From a3d4230b92d69eb12c48f83689aeb27de992277d Mon Sep 17 00:00:00 2001
From: Narayan Kamath <narayan@google.com>
Date: Mon, 3 Jul 2017 14:12:26 +0100
Subject: [PATCH] Zygote: Fix race condition on package preloads.
MIME-Version: 1.0
Content-Type: text/plain; charset=UTF-8
Content-Transfer-Encoding: 8bit

Before this change, ZygoteProcess.preloadPackageForAbi returned
as soon as the command was written to the zygote socket and not
after the preload completed. This meant that there was a small
window of time before the server side of the socket polled its FDs
where a second command could be written to the zygote socket. This
would lead to only one of the commands being processed and the
other being dropped. The client side of that socket would then wait
forever for a response and bring down the system once the watchdog
timeout was hit.

Example failure case :
--------------
system_server：send command(preloadPackage)
system_server：send command(fork)
zygote：poll & process command(preloadPackage)  // the fork command is dropped.
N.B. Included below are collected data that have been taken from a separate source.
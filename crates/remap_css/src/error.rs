use thiserror::Error;

pub type RemapResult<T> = std::result::Result<T, RemapError>;

#[derive(Error, Debug)]
pub enum RemapError {
  #[error("{}", .0)]
  Mapping(#[from] MappingError),

  #[error("invalid ignore selector pattern {pattern:?}: {source}")]
  IgnorePattern {
    pattern: String,
    #[source]
    source: regex::Error,
  },
}

/// Contract violations found while compiling a mapping table.
#[derive(Error, Debug, Clone, PartialEq, Eq)]
pub enum MappingError {
  #[error("unknown mapping category ${category} in key {key:?}")]
  UnknownCategory { key: String, category: String },

  #[error("mapping key {key:?} does not name a color")]
  NotAColor { key: String },

  #[error("unsupported token {token:?} in mapping value for key {key:?}")]
  UnsupportedToken { key: String, token: String },

  #[error("mapping key {key:?} is not a declaration")]
  InvalidDeclaration { key: String },

  #[error("mapping value {value:?} for key {key:?} is not a declaration list")]
  InvalidReplacement { key: String, value: String },
}

/// Why a shorthand could not be split into longhands.
#[derive(Error, Debug, Clone, PartialEq, Eq)]
pub enum ShorthandError {
  #[error("{property} is not an expandable shorthand")]
  NotShorthand { property: String },

  #[error("{property} has more than one value in {value:?}")]
  MultipleValues { property: String, value: String },

  #[error("cannot tell which longhand {component:?} belongs to in {property}: {value}")]
  Ambiguous {
    property: String,
    value: String,
    component: String,
  },
}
Example of normal operation :
------------------
system_server：send command(preloadPackage)
zygote：poll & process command(preloadPackage)
system_server：send command(fork)
zygote：poll & process command(fork)

This change makes preloadPackageForAbi synchronous, which ensures
that each POLLIN event corresponds to precisely one command.

(cherry picked from commit 24a3306c32aa3860184025638f3abaab96cc9153)

Bug: 62886909
Bug: 13618569
Test: Manual
Contributed-By: yuqianyu@huawei.com

Merged-In: I83faf974c9a70a6ab18323f692c1981784e4c56a
Change-Id: I83faf974c9a70a6ab18323f692c1981784e4c56a
---
 core/java/android/os/ZygoteProcess.java            |  6 ++++--
 .../com/android/internal/os/WebViewZygoteInit.java | 14 +++++++++++++-
 .../com/android/internal/os/ZygoteConnection.java  |  4 ++++
 3 files changed, 21 insertions(+), 3 deletions(-)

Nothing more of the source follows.